Em contraposição, seus heróis, como o Logan Stuart deste Canyon Passage, são solitários, gente à margem, descolada, enriquecendo com mais destaque e distância que firme participação. E, por vezes, com mais ganância que idealismo. Mas não de todo dominada pela auri sacra fames, e a ética protestante. O que se quer dizer é: para que existam esses visionários durões e às vezes um pouco sovinas, é necessário uma sociedade funcional em torno. E o funcionamento desse coletivo não arreda pé dos filmes, da visão de Tourneur sobre a conquista do Oeste.
É uma visão humanista do coletivo, ainda que no centro estejam esses incorrigíveis e talentosos solitários. É, apesar de ressalvas, também uma visão ligeiramente otimista. Há ao menos um sentido em meio a não poucas misérias: "there is hope" -- como anuncia um letreiro de circo mambembe não em Canyon Passage, mas em Stars in My Crown (1950), quando o Oeste vivido é já um pouco menos rústico. E existem gravatas nos colarinhos, paredes de alvenaria e até máquinas de descascar laranja. Nem tudo são flores, porém, e há já também uma incipiente organização chamada Ku Klux Klan. E garotos de 11 anos saem de casa portando uma doze cano duplo. E até sentam-se sobre um tampo de mesa apoiando o queixo candidamente na ponta dos canos, enquanto escutam a doce arenga de um Pai Tomás versando sobre a vida, com inoxidável lucidez.

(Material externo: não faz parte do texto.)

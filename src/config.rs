//! Runtime configuration for the E-utilities client.
//!
//! A single `FetcherConfig` value is built by the CLI and handed to
//! [`PubmedClient::new`](crate::pubmed::PubmedClient::new). Nothing reads
//! configuration from global state.

use crate::error::{FetcherError, Result};
use std::time::Duration;
use url::Url;

/// E-utilities search endpoint
pub const DEFAULT_SEARCH_URL: &str = "https://eutils.ncbi.nlm.nih.gov/entrez/eutils/esearch.fcgi";

/// E-utilities summary endpoint
pub const DEFAULT_SUMMARY_URL: &str = "https://eutils.ncbi.nlm.nih.gov/entrez/eutils/esummary.fcgi";

/// Default number of records to fetch
pub const DEFAULT_MAX_RESULTS: u32 = 10;

/// Largest result count accepted. All IDs go into one esummary GET, and NCBI
/// asks for POST beyond roughly 200 IDs.
pub const MAX_RESULTS: u32 = 200;

/// Upper bound on `FetcherConfig::max_retries`
pub const MAX_RETRIES: u32 = 5;

/// Default per-request timeout in seconds
pub const DEFAULT_TIMEOUT_SECS: u64 = 30;

/// Client configuration
#[derive(Debug, Clone)]
pub struct FetcherConfig {
    /// esearch endpoint
    pub search_url: String,
    /// esummary endpoint
    pub summary_url: String,
    /// Per-request timeout
    pub timeout: Duration,
    /// Extra attempts after the first failure of a transient kind
    pub max_retries: u32,
    /// Wait before the first retry; doubled for each further retry
    pub initial_backoff: Duration,
    /// User-Agent header sent with every request
    pub user_agent: String,
    /// Log raw response bodies
    pub debug: bool,
}

impl Default for FetcherConfig {
    fn default() -> Self {
        Self {
            search_url: DEFAULT_SEARCH_URL.to_string(),
            summary_url: DEFAULT_SUMMARY_URL.to_string(),
            timeout: Duration::from_secs(DEFAULT_TIMEOUT_SECS),
            max_retries: 1,
            initial_backoff: Duration::from_millis(500),
            user_agent: format!("pubmed-fetcher/{}", env!("CARGO_PKG_VERSION")),
            debug: false,
        }
    }
}

impl FetcherConfig {
    /// Point both endpoints at `base`, keeping the E-utilities file names.
    ///
    /// Used to aim the client at a local mock server.
    pub fn with_base_url(base: &str) -> Self {
        let base = base.trim_end_matches('/');
        Self {
            search_url: format!("{}/esearch.fcgi", base),
            summary_url: format!("{}/esummary.fcgi", base),
            ..Self::default()
        }
    }

    /// Check that the configuration can be used to build a client.
    pub fn validate(&self) -> Result<()> {
        for (name, value) in [("search_url", &self.search_url), ("summary_url", &self.summary_url)] {
            let parsed = Url::parse(value)
                .map_err(|e| FetcherError::Config(format!("Invalid {} '{}': {}", name, value, e)))?;
            if !matches!(parsed.scheme(), "http" | "https") {
                return Err(FetcherError::Config(format!(
                    "{} must use http or https, got '{}'",
                    name,
                    parsed.scheme()
                )));
            }
        }

        if self.max_retries > MAX_RETRIES {
            return Err(FetcherError::Config(format!(
                "max_retries must be at most {}, got {}",
                MAX_RETRIES, self.max_retries
            )));
        }

        if self.timeout.is_zero() {
            return Err(FetcherError::Config("timeout must be greater than zero".to_string()));
        }

        Ok(())
    }
}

Mas deixemos os canos duplos e voltemos ao Cânion. Tourneur também desloca o Oeste. Varia sua geografia. Retira-o do sudoeste, do deserto, dos desfiladeiros, da planície, da apachería, de Gerónimo, da fronteira com o México, do Monument Valley, da geografia de Ford, do Arizona, Novo México, Colorado e West Texas; e encrava-o nas montanhas do Noroeste, Norte da Califórnia, Oregon, Washington, Wyoming, Montana. O faz subir as ravinas e montanhas, de uma ou de outra forma. O faz afundar na neve. Agasalhar-se diante de invernos rigorosos, a meio caminho do Canadá, na trilha de nevascas intratáveis. Ou dos grandes chuveiros sobre Portland, Seattle, Vancouver. Do cruzar florestas úmidas temperadas.

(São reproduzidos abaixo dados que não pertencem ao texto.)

//! Typed view over an esummary record.
//!
//! The upstream JSON is not schema-checked, so every field is read leniently:
//! a missing key or a value of the wrong type becomes an empty/absent field
//! instead of an error.

use serde::{Deserialize, Deserializer};
use serde_json::{Map, Value};

/// One author entry
#[derive(Debug, Clone, Default, PartialEq, Eq)]
pub struct Author {
    pub name: Option<String>,
    pub affiliation: Option<String>,
}

impl Author {
    /// Read an author entry. Objects provide `name` and `affiliation`;
    /// a bare string is taken as the name. Anything else is dropped.
    fn from_value(value: &Value) -> Option<Self> {
        match value {
            Value::Object(obj) => Some(Self {
                name: string_field(obj, "name"),
                affiliation: string_field(obj, "affiliation"),
            }),
            Value::String(name) => Some(Self {
                name: Some(name.clone()),
                affiliation: None,
            }),
            _ => None,
        }
    }
}

/// A single record from `result[<id>]` of an esummary response
#[derive(Debug, Clone, Default, PartialEq, Eq)]
pub struct RawRecord {
    pub title: Option<String>,
    pub pub_date: Option<String>,
    pub authors: Vec<Author>,
    /// Only string entries of the upstream array are kept
    pub affiliations: Vec<String>,
    pub corresponding_author_email: Option<String>,
}

impl RawRecord {
    pub fn from_value(value: &Value) -> Self {
        let Some(obj) = value.as_object() else {
            return Self::default();
        };

        let authors = obj
            .get("authors")
            .and_then(Value::as_array)
            .map(|list| list.iter().filter_map(Author::from_value).collect())
            .unwrap_or_default();

        let affiliations = obj
            .get("affiliations")
            .and_then(Value::as_array)
            .map(|list| {
                list.iter()
                    .filter_map(|v| v.as_str().map(str::to_string))
                    .collect()
            })
            .unwrap_or_default();

        Self {
            title: string_field(obj, "title"),
            pub_date: string_field(obj, "pubdate"),
            authors,
            affiliations,
            corresponding_author_email: string_field(obj, "corresponding_author_email")
                .or_else(|| string_field(obj, "email")),
        }
    }
}

impl<'de> Deserialize<'de> for RawRecord {
    fn deserialize<D>(deserializer: D) -> std::result::Result<Self, D::Error>
    where
        D: Deserializer<'de>,
    {
        let value = Value::deserialize(deserializer)?;
        Ok(Self::from_value(&value))
    }
}

fn string_field(obj: &Map<String, Value>, key: &str) -> Option<String> {
    obj.get(key).and_then(Value::as_str).map(str::to_string)
}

Uma nova geografia do western se vai esboçando nessas escolhas de locações. Essa nova geografia irá refratar, no futuro, inicialmente no True Grit (1969) de Hathaway. Depois no Mccabe and Mrs. Miller (1971) de Altman, e no Heaven's Gate (1980) de Cimino -- ambos com cinematografia de Vilmos Zsigmond. Pois o último grande poeta da velha geografia, Sam Peckinpah, não arredará pé. Irá, aliás, não só abster-se dessa marcha para o Norte. Mas tomar rumo inverso: em seu último filme de facto, Bring Me the Head of Alfredo Garcia (1974), o vemos muito ao sul do Rio Grande, às voltas com a cultura mexicana. E isso responde em grande parte pelo que há de visionário em Peckinpah.

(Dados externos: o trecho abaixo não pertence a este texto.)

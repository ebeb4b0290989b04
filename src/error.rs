//! Custom error types for pubmed-fetcher.
//!
//! All library functions return `Result<T, FetcherError>` instead of using `unwrap()`.

use thiserror::Error;

/// Main error type for pubmed-fetcher operations.
#[derive(Debug, Error)]
pub enum FetcherError {
    /// Transport-level HTTP failure (connect, timeout, body read)
    #[error("HTTP request failed: {0}")]
    Network(#[from] reqwest::Error),

    /// Upstream answered with a non-2xx status or reported an error in the body
    #[error("API error: {code} - {message}")]
    Api {
        /// HTTP status code (0 when the error came from the response body)
        code: u16,
        /// Error message
        message: String,
    },

    /// Response body did not have the expected top-level shape
    #[error("Malformed response: {0}")]
    MalformedResponse(String),

    /// A requested PubMed ID was absent from the summary response
    #[error("Record {0} missing from summary response")]
    MissingRecord(String),

    /// File I/O error
    #[error("IO error: {0}")]
    Io(#[from] std::io::Error),

    /// CSV writer error
    #[error("CSV error: {0}")]
    Csv(#[from] csv::Error),

    /// JSON serialization/deserialization error
    #[error("JSON error: {0}")]
    Json(#[from] serde_json::Error),

    /// Configuration error
    #[error("Config error: {0}")]
    Config(String),

    /// Validation error
    #[error("Validation error: {0}")]
    Validation(String),
}

impl FetcherError {
    /// Whether this error belongs to the user-facing "network error" class.
    pub fn is_network(&self) -> bool {
        matches!(self, FetcherError::Network(_) | FetcherError::Api { .. })
    }

    /// Whether a failed request is worth sending again.
    ///
    /// Transport errors, 5xx and 429 are transient; everything else is final.
    pub fn is_transient(&self) -> bool {
        match self {
            FetcherError::Network(e) => !e.is_builder() && !e.is_decode(),
            FetcherError::Api { code, .. } => *code == 429 || (500u16..600).contains(code),
            _ => false,
        }
    }
}

/// Result type alias using `FetcherError`
pub type Result<T> = std::result::Result<T, FetcherError>;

Antes de falar da trama, é necessário ressaltar que Canyon Passage é um dos mais belos filmes em cores feitos em meados do séc. XX. Quer dizer, quando um dos vários processos de fazer filmes em cores, o Technicolor, era ainda aventura delicada, cheia de riscos. E que Tourneur e seus diretores de fotografia bancaram risco ainda mais alto ao transpor para esse universo de luzes do Technicolor as sombras e nuances menos vibrantes do noir, mais ambientadas no preto e branco. Pois até então, o Technicolor era mais utilizado pelas comédias, os desenhos de Disney, os looney-tunes da Warner e, claro, os musicais. Tudo profusamente em high-key: meet me in Saint Louis. Era então necessário, dada a relativa rarefação do processo do Technicolor, três vezes mais potência de iluminação. Isso fazia com que facilmente se atingisse 38ºC no set de filmagem. E que se os atores estivessem sob indumentária pesada - parte do filme transcorre num rigoroso inverno nas montanhas, A gravação podia ganhar contornos dramáticos, de um absurdo desconforto físico: rápida desidratação, perda de peso, e, em decorrência, altíssimo consumo de água e carboidratos sob essa iluminação profusa e escaldante.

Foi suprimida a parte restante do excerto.